Le deuxième problème de parler "d'effet rebond" dans ce cas de figure, c'est que ce terme renvoie en général à un comportement individuel, c'est-à-dire que le/la consomateur·ice est désigné·e responsable de l'impact écologique lié à l'utilisation du gain de pouvoir d'achat. Alors que le problème ne vient pas uniquement d'une quelconque technologie ou d'un acte d'achat individuel mais bien de l'ensemble du système économique. En effet, dans notre système économique actuel, les entreprises doivent produire toujours plus. Par conséquent, même si les consommateur·ices ou les pouvoirs publics sont plus vertueux et plus sobres, une chaîne d'acteurs économiques cherchera des solutions pour pousser à la consommation (et écouler la production). Il y a bien des ressorts derrière cet "effet rebond" qui ne sont en rien "naturels" ou "inéluctable".
Pour conclure, je considère dangereux de parler "d'effet rebond" pour un gain de pouvoir d'achat ("pur") car c'est une manière de dévaloriser une action d’efficacité ou de sobriété potentiellement pertinente, et que le focus est mis sur le comportement individuel des consomateur·ices alors que c'est notre système économique qu'il faut remettre en cause...
Un terme inadapté pour sensibiliser à l'impact environnemental
Le terme "effet rebond" est utilisé dans de nombreuses situations, en général pour discréditer une action ou une technique alternative, il permet de questionner les impacts environnementaux de manière péjorative, parfois dans une volonté légitime de créer du débat et parfois de manière abusive.
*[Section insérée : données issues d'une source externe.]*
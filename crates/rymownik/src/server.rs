//! MCP (Model Context Protocol) server implementation.
//!
//! Exposes rhyme lookup over the MCP protocol so AI assistants can query the
//! loaded vocabulary via stdio transport.
//!
//! # Architecture
//!
//! The server is a presentation layer over `rymownik-core`. It owns one
//! read-only [`RhymeIndex`] behind an [`Arc`]; every tool call borrows it and
//! delegates to the same core functions the CLI commands use.

use std::sync::Arc;

use rmcp::handler::server::wrapper::Parameters;
use rmcp::model::{CallToolResult, Content, Implementation, ServerCapabilities, ServerInfo};
use rmcp::schemars;
use rmcp::{ErrorData as McpError, ServerHandler, tool, tool_handler, tool_router};

use rymownik_core::{RhymeIndex, Scoreboard, analyze_word, find_rhymes, syllable_count};

/// Parameters for the `get_info` tool.
#[derive(Debug, serde::Deserialize, schemars::JsonSchema)]
pub struct GetInfoParams {
    /// Output format: "text" or "json"
    #[serde(default = "default_format")]
    pub format: String,
}

fn default_format() -> String {
    "text".to_string()
}

/// Parameters for the `find_rhymes` tool.
#[derive(Debug, serde::Deserialize, schemars::JsonSchema)]
pub struct FindRhymesParams {
    /// The word to find rhymes for.
    pub word: String,
    /// Syllable count of the rhymes. Defaults to the word's own count.
    pub syllables_count: Option<usize>,
    /// Return at most this many rhymes.
    pub limit: Option<usize>,
}

/// Parameters for the `analyze_word` tool.
#[derive(Debug, serde::Deserialize, schemars::JsonSchema)]
pub struct AnalyzeWordParams {
    /// The word to analyze.
    pub word: String,
}

/// MCP server answering rhyme queries against a shared vocabulary index.
///
/// Each `#[tool]` method in the `#[tool_router]` impl block is automatically
/// registered and callable via the MCP protocol.
#[derive(Clone)]
pub struct RhymeServer {
    index: Arc<RhymeIndex>,
    tool_router: rmcp::handler::server::router::tool::ToolRouter<Self>,
}

/// Trim a tool's word argument, rejecting blanks.
fn required_word(word: &str) -> Result<&str, McpError> {
    let word = word.trim();
    if word.is_empty() {
        return Err(McpError::invalid_params("word must not be empty", None));
    }
    Ok(word)
}

fn to_json<T: serde::Serialize>(value: &T) -> Result<String, McpError> {
    serde_json::to_string_pretty(value)
        .map_err(|e| McpError::internal_error(format!("serialization error: {e}"), None))
}

#[tool_router]
impl RhymeServer {
    /// Create a server over an already built index.
    pub fn new(index: Arc<RhymeIndex>) -> Self {
        Self {
            index,
            tool_router: Self::tool_router(),
        }
    }

    /// Get project information and index statistics.
    #[tool(description = "Get project name, version, and vocabulary statistics")]
    #[tracing::instrument(skip(self), fields(otel.kind = "server"))]
    fn get_info(
        &self,
        Parameters(params): Parameters<GetInfoParams>,
    ) -> Result<CallToolResult, McpError> {
        tracing::debug!(tool = "get_info", format = %params.format, "executing MCP tool");

        let text = if params.format == "json" {
            to_json(&serde_json::json!({
                "name": env!("CARGO_PKG_NAME"),
                "version": env!("CARGO_PKG_VERSION"),
                "description": env!("CARGO_PKG_DESCRIPTION"),
                "words": self.index.len(),
                "buckets": self.index.bucket_count(),
            }))?
        } else {
            format!(
                "{} v{}\n{}\n{} words in {} rhyme buckets",
                env!("CARGO_PKG_NAME"),
                env!("CARGO_PKG_VERSION"),
                env!("CARGO_PKG_DESCRIPTION"),
                self.index.len(),
                self.index.bucket_count(),
            )
        };

        tracing::info!(tool = "get_info", "MCP tool completed");
        Ok(CallToolResult::success(vec![Content::text(text)]))
    }

    /// Rank vocabulary words that rhyme with the given word.
    #[tool(
        description = "Find Polish rhymes for a word. Returns a scoreboard of words with scores from 0 to 1, best first."
    )]
    #[tracing::instrument(skip(self, params), fields(otel.kind = "server"))]
    fn find_rhymes(
        &self,
        Parameters(params): Parameters<FindRhymesParams>,
    ) -> Result<CallToolResult, McpError> {
        tracing::debug!(
            tool = "find_rhymes",
            syllables = ?params.syllables_count,
            "executing MCP tool"
        );

        let word = required_word(&params.word)?;
        let syllables = params
            .syllables_count
            .unwrap_or_else(|| syllable_count(word));

        let mut rhymes = find_rhymes(&self.index, word, syllables);
        if let Some(limit) = params.limit {
            rhymes.truncate(limit);
        }
        let count = rhymes.len();
        let json = to_json(&Scoreboard::from(rhymes))?;

        tracing::info!(tool = "find_rhymes", count, "MCP tool completed");
        Ok(CallToolResult::success(vec![Content::text(json)]))
    }

    /// Show how a word is segmented for rhyming.
    #[tool(
        description = "Analyze a Polish word: syllable count, rhyme ending, word beginning, and index key."
    )]
    #[tracing::instrument(skip(self, params), fields(otel.kind = "server"))]
    fn analyze_word(
        &self,
        Parameters(params): Parameters<AnalyzeWordParams>,
    ) -> Result<CallToolResult, McpError> {
        tracing::debug!(tool = "analyze_word", "executing MCP tool");

        let analysis = analyze_word(required_word(&params.word)?);
        let json = to_json(&analysis)?;

        tracing::info!(tool = "analyze_word", key = %analysis.key, "MCP tool completed");
        Ok(CallToolResult::success(vec![Content::text(json)]))
    }
}

#[tool_handler]
impl ServerHandler for RhymeServer {
    fn get_info(&self) -> ServerInfo {
        ServerInfo {
            protocol_version: Default::default(),
            capabilities: ServerCapabilities::builder().enable_tools().build(),
            server_info: Implementation {
                name: env!("CARGO_PKG_NAME").to_string(),
                version: env!("CARGO_PKG_VERSION").to_string(),
                ..Default::default()
            },
            instructions: Some(format!(
                "{} MCP server. Use find_rhymes to rank Polish rhymes for a word \
                 and analyze_word to inspect how a word is segmented.",
                env!("CARGO_PKG_NAME"),
            )),
        }
    }
}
Par exemple en France, la réglementation thermique est établie avec l'hypothèse que les logements sont chauffés à 18°C, alors que la réalité est plutôt 3°C au-dessus. Par conséquent, la consommation réelle des logements n'est pas au niveau de la consommation "prévue" dans la réglementation, elle est largement supérieure. Nul effet rebond dans ce cas là, juste un décalage entre l'aspect réglementaire et la réalité. Evidemment, de nombreux bureaux d'études connaissent ce décalage et calculent une consommation "réglementaire" et une consommation "probable", rien d'imprévisible donc. Mais pour illustrer l'impact environnemental, qui est une donnée en soit difficile à "matérialiser", le terme effet rebond sera plébiscité.
Autre exemple avec le développement des véhicules électriques. On peut entendre parler "d'effet rebond" lié aux batteries ou à la surconsommation électrique en horaires de pointe. Il n'y pas là "d'effet rebond" imprévisible ni inéluctable, l'impact environnemental et les risques de la généralisation des véhicules électriques étaient connus bien avant leur développement. Les personnes qui ont fait la promotion des véhicules électriques, parfois par pure conviction écologique, ont fait le choix de considérer les bénéfices plus importants que les impacts. Ensuite, la présentation au grand public est malheureusement souvent à sens unique et minimise les impacts et les problèmes liés à un changement technique (mais à leur décharge, l’honnêteté ne paie pas forcément...). Il n'y a pas ici "d'effet rebond" non maitrisé mais simplement un défaut d'information (et peut-être des pouvoirs publics qui manquent de réactivité pour mitiger les impacts).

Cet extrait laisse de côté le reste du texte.